Stored data entries
--- START ---

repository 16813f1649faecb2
use common::storage::{PutCondition, StoreError};
use tracing::{info, instrument};
use uuid::Uuid;

use crate::cascade::{CascadeCoordinator, CascadeReport};
use crate::codec::{Entity, attr};
use crate::entity::{EntityKind, EntityRef, User};
use crate::keys;
use crate::models::user::{
    CreateUserRequest, UpdateUserRequest, UserFilter, validate_create_user, validate_password,
    validate_user,
};
use crate::utils::hash;

use super::{RepoError, Store};

#[derive(Clone)]
pub struct UserRepository {
    store: Store,
    cascade: CascadeCoordinator,
}

impl UserRepository {
    pub fn new(store: Store, cascade: CascadeCoordinator) -> Self {
        Self { store, cascade }
    }

    #[instrument(skip(self, payload), fields(name = %payload.name))]
    pub async fn create(&self, payload: CreateUserRequest) -> Result<User, RepoError> {
        validate_create_user(&payload)?;

        let user = User {
            id: Uuid::new_v4(),
            name: payload.name.trim().to_string(),
            email: payload.email.trim().to_string(),
            password: hash_password(&payload.password)?,
        };

        self.store
            .put(user.encode(), PutCondition::NotExists)
            .await?;

        info!(user_id = %user.id, "User created");
        Ok(user)
    }

    #[instrument(skip(self))]
    pub async fn get(&self, id: Uuid) -> Result<User, RepoError> {
        self.store
            .fetch(&keys::user_key(id))
            .await?
            .ok_or(RepoError::NotFound(EntityRef::User { id }))
    }

    /// Apply a partial update. An empty patch returns the current user.
    #[instrument(skip(self, patch))]
    pub async fn update(&self, id: Uuid, patch: UpdateUserRequest) -> Result<User, RepoError> {
        let mut user = self.get(id).await?;
        if patch == UpdateUserRequest::default() {
            return Ok(user);
        }

        if let Some(name) = patch.name {
            user.name = name.trim().to_string();
        }
        if let Some(email) = patch.email {
            user.email = email.trim().to_string();
        }
        validate_user(&user)?;
        if let Some(password) = patch.password {
            validate_password(&password)?;
            user.password = hash_password(&password)?;
        }

        // Must-exist write: a concurrent delete wins over this update.
        self.store
            .put(user.encode(), PutCondition::Exists)
            .await
            .map_err(|e| match e {
                StoreError::ConditionFailed(_) => RepoError::NotFound(EntityRef::User { id }),
                other => other.into(),
            })?;

        Ok(user)
    }

    /// Delete a user together with their blogs and comments.
    #[instrument(skip(self))]
    pub async fn delete(&self, id: Uuid) -> Result<CascadeReport, RepoError> {
        self.get(id).await?;
        Ok(self.cascade.delete_user(id).await?)
    }

    /// Users matching every given filter, from a single type-index query.
    #[instrument(skip(self))]
    pub async fn list(&self, filter: UserFilter) -> Result<Vec<User>, RepoError> {
        let filter = filter.normalized();
        let mut query = keys::all_of(EntityKind::User);
        if let Some(name) = filter.name {
            query = query.filter_eq(attr::NAME, name);
        }
        if let Some(email) = filter.email {
            query = query.filter_eq(attr::EMAIL, email);
        }
        self.store.query_entities(&query).await
    }
}

fn hash_password(password: &str) -> Result<String, RepoError> {
    hash::hash_password(password)
        .map_err(|e| RepoError::Internal(format!("Password hash error: {e}")))
}
use std::sync::Arc;

use common::storage::EntityStore;
use tokio_util::sync::CancellationToken;

use crate::config::AppConfig;
use crate::repository::Repositories;

#[derive(Clone)]
pub struct AppState {
    pub repos: Repositories,
    pub config: AppConfig,
}

impl AppState {
    /// Build the repositories over `store`. Cancelling `shutdown` stops
    /// in-flight cascading deletes before their next step.
    pub fn new(
        store: Arc<dyn EntityStore>,
        config: AppConfig,
        shutdown: CancellationToken,
    ) -> Self {
        Self {
            repos: Repositories::new(store, &config.store, shutdown),
            config,
        }
    }
}
use std::path::PathBuf;
use std::time::Duration;

use serde::Deserialize;

/// Item store configuration.
#[derive(Debug, Deserialize, Clone)]
pub struct StoreConfig {
    /// Upper bound on a single store call, in milliseconds. Default: 5000.
    #[serde(default = "default_request_timeout_ms")]
    pub request_timeout_ms: u64,
    /// Snapshot loaded at startup and written on shutdown. Default: none (in-memory only).
    #[serde(default)]
    pub snapshot_path: Option<PathBuf>,
    /// JSON item file inserted at startup; existing items are kept. Default: none.
    #[serde(default)]
    pub seed_path: Option<PathBuf>,
}

fn default_request_timeout_ms() -> u64 {
    5000
}

impl StoreConfig {
    pub fn request_timeout(&self) -> Duration {
        Duration::from_millis(self.request_timeout_ms)
    }
}

impl Default for StoreConfig {
    fn default() -> Self {
        Self {
            request_timeout_ms: default_request_timeout_ms(),
            snapshot_path: None,
            seed_path: None,
        }
    }
}
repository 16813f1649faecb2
pub mod json;
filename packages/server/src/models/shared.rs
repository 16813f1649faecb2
use serde::Serialize;
use uuid::Uuid;

use crate::entity::EntityRef;
use crate::repository::RepoError;

/// Response for delete endpoints: every record removed, children first.
#[derive(Serialize)]
pub struct DeleteResponse {
    pub deleted: Vec<EntityRef>,
}

/// Parse a UUID from a path segment or query parameter.
pub fn parse_id(value: &str, name: &str) -> Result<Uuid, RepoError> {
    Uuid::parse_str(value.trim())
        .map_err(|_| RepoError::Validation(format!("{name} must be a UUID")))
}

/// Parse an optional UUID query parameter. Blank values count as absent.
pub fn parse_optional_id(value: Option<&str>, name: &str) -> Result<Option<Uuid>, RepoError> {
    match value.map(str::trim) {
        None | Some("") => Ok(None),
        Some(v) => parse_id(v, name).map(Some),
    }
}

/// Validate that the trimmed value has between `min` and `max` characters.
pub fn validate_length(value: &str, field: &str, min: usize, max: usize) -> Result<(), RepoError> {
    let count = value.trim().chars().count();
    if count < min || count > max {
        return Err(RepoError::Validation(format!(
            "{field} must be {min}-{max} characters"
        )));
    }
    Ok(())
}

/// Validate a trimmed title (1-256 Unicode characters).
pub fn validate_title(title: &str) -> Result<(), RepoError> {
    validate_length(title, "Title", 1, 256)
}

/// Normalize an optional equality filter: trimmed, blank means no filter.
pub fn filter_value(value: Option<String>) -> Option<String> {
    value
        .map(|v| v.trim().to_string())
        .filter(|v| !v.is_empty())
}
pub mod blog;
pub mod comment;
pub mod shared;
pub mod user;
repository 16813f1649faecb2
use chrono::Utc;
use common::storage::{PutCondition, StoreError};
use tracing::{info, instrument};
use uuid::Uuid;

use crate::codec::{Entity, attr};
use crate::entity::{Comment, EntityKind, EntityRef};
use crate::keys;
use crate::models::comment::{
    CommentFilter, CreateCommentRequest, UpdateCommentRequest, validate_create_comment,
    validate_message,
};

use super::{RepoError, Store};

#[derive(Clone)]
pub struct CommentRepository {
    store: Store,
}

impl CommentRepository {
    pub fn new(store: Store) -> Self {
        Self { store }
    }

    /// Create the comment of `payload.user_id` on `payload.blog_id`. Both must
    /// exist, and a user has at most one comment per blog.
    #[instrument(
        skip(self, payload),
        fields(blog_id = %payload.blog_id, user_id = %payload.user_id)
    )]
    pub async fn create(&self, payload: CreateCommentRequest) -> Result<Comment, RepoError> {
        validate_create_comment(&payload)?;

        if !self.store.exists(&keys::user_key(payload.user_id)).await? {
            return Err(RepoError::ForeignKey(EntityRef::User {
                id: payload.user_id,
            }));
        }
        if !self.store.exists(&keys::blog_key(payload.blog_id)).await? {
            return Err(RepoError::ForeignKey(EntityRef::Blog {
                id: payload.blog_id,
            }));
        }

        let comment = Comment {
            blog_id: payload.blog_id,
            user_id: payload.user_id,
            message: payload.message.trim().to_string(),
            created_date: Utc::now(),
        };

        self.store
            .put(comment.encode(), PutCondition::NotExists)
            .await
            .map_err(|e| match e {
                StoreError::ConditionFailed(_) => {
                    RepoError::Conflict(comment.entity_ref().to_string())
                }
                other => other.into(),
            })?;

        info!("Comment created");
        Ok(comment)
    }

    #[instrument(skip(self))]
    pub async fn get(&self, blog_id: Uuid, user_id: Uuid) -> Result<Comment, RepoError> {
        self.store
            .fetch(&keys::comment_key(blog_id, user_id))
            .await?
            .ok_or(RepoError::NotFound(EntityRef::Comment { blog_id, user_id }))
    }

    #[instrument(skip(self, patch))]
    pub async fn update(
        &self,
        blog_id: Uuid,
        user_id: Uuid,
        patch: UpdateCommentRequest,
    ) -> Result<Comment, RepoError> {
        let mut comment = self.get(blog_id, user_id).await?;
        let Some(message) = patch.message else {
            return Ok(comment);
        };

        comment.message = message.trim().to_string();
        validate_message(&comment.message)?;

        self.store
            .put(comment.encode(), PutCondition::Exists)
            .await
            .map_err(|e| match e {
                StoreError::ConditionFailed(_) => {
                    RepoError::NotFound(EntityRef::Comment { blog_id, user_id })
                }
                other => other.into(),
            })?;

        Ok(comment)
    }

    /// Delete a single comment. Comments have no dependents.
    #[instrument(skip(self))]
    pub async fn delete(&self, blog_id: Uuid, user_id: Uuid) -> Result<EntityRef, RepoError> {
        let entity = EntityRef::Comment { blog_id, user_id };
        if !self
            .store
            .delete(&keys::comment_key(blog_id, user_id))
            .await?
        {
            return Err(RepoError::NotFound(entity));
        }
        Ok(entity)
    }

    /// Comments matching every given filter, from one query: the blog's
    /// partition, the author's owner-index partition, or the type index.
    #[instrument(skip(self))]
    pub async fn list(&self, filter: CommentFilter) -> Result<Vec<Comment>, RepoError> {
        let query = match (filter.blog_id, filter.user_id) {
            (Some(blog_id), Some(user_id)) => keys::comments_by_blog(blog_id)
                .filter_eq(attr::USER_ID, user_id.to_string()),
            (Some(blog_id), None) => keys::comments_by_blog(blog_id),
            (None, Some(user_id)) => keys::comments_by_user(user_id),
            (None, None) => keys::all_of(EntityKind::Comment),
        };
        self.store.query_entities(&query).await
    }
}
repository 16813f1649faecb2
use axum::{
    Json,
    extract::{FromRequest, Request, rejection::JsonRejection},
};
use serde::de::DeserializeOwned;

use crate::error::AppError;

/// Request body extractor for the create and patch endpoints.
///
/// Any body axum's `Json` refuses (wrong content type, broken JSON, a field of
/// the wrong type such as a non-UUID `user_id`) becomes `VALIDATION_ERROR`.
pub struct AppJson<T>(pub T);

impl<S, T> FromRequest<S> for AppJson<T>
where
    Json<T>: FromRequest<S, Rejection = JsonRejection>,
    T: DeserializeOwned,
    S: Send + Sync,
{
    type Rejection = AppError;

    async fn from_request(req: Request, state: &S) -> Result<Self, Self::Rejection> {
        let Json(value) = Json::<T>::from_request(req, state)
            .await
            .map_err(rejection_message)?;
        Ok(AppJson(value))
    }
}

fn rejection_message(rejection: JsonRejection) -> AppError {
    let message = match rejection {
        JsonRejection::MissingJsonContentType(_) => {
            "Request body must be sent as application/json".to_string()
        }
        JsonRejection::JsonSyntaxError(e) => format!("Malformed JSON: {}", e.body_text()),
        other => other.body_text(),
    };
    AppError::Validation(message)
}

--- END ---

__Task requirements__. Lines from the top of the data above through the line containing "pub async fn create(&self, payload: CreateUserRequest)" must be repeated exactly. All other lines stay out.

__Your solution__.
repository 16813f1649faecb2
use common::storage::{PutCondition, StoreError};
use tracing::{info, instrument};
use uuid::Uuid;

use crate::cascade::{CascadeCoordinator, CascadeReport};
use crate::codec::{Entity, attr};
use crate::entity::{EntityKind, EntityRef, User};
use crate::keys;
use crate::models::user::{
    CreateUserRequest, UpdateUserRequest, UserFilter, validate_create_user, validate_password,
    validate_user,
};
use crate::utils::hash;

use super::{RepoError, Store};

#[derive(Clone)]
pub struct UserRepository {
    store: Store,
    cascade: CascadeCoordinator,
}

impl UserRepository {
    pub fn new(store: Store, cascade: CascadeCoordinator) -> Self {
        Self { store, cascade }
    }

    #[instrument(skip(self, payload), fields(name = %payload.name))]
    pub async fn create(&self, payload: CreateUserRequest) -> Result<User, RepoError> {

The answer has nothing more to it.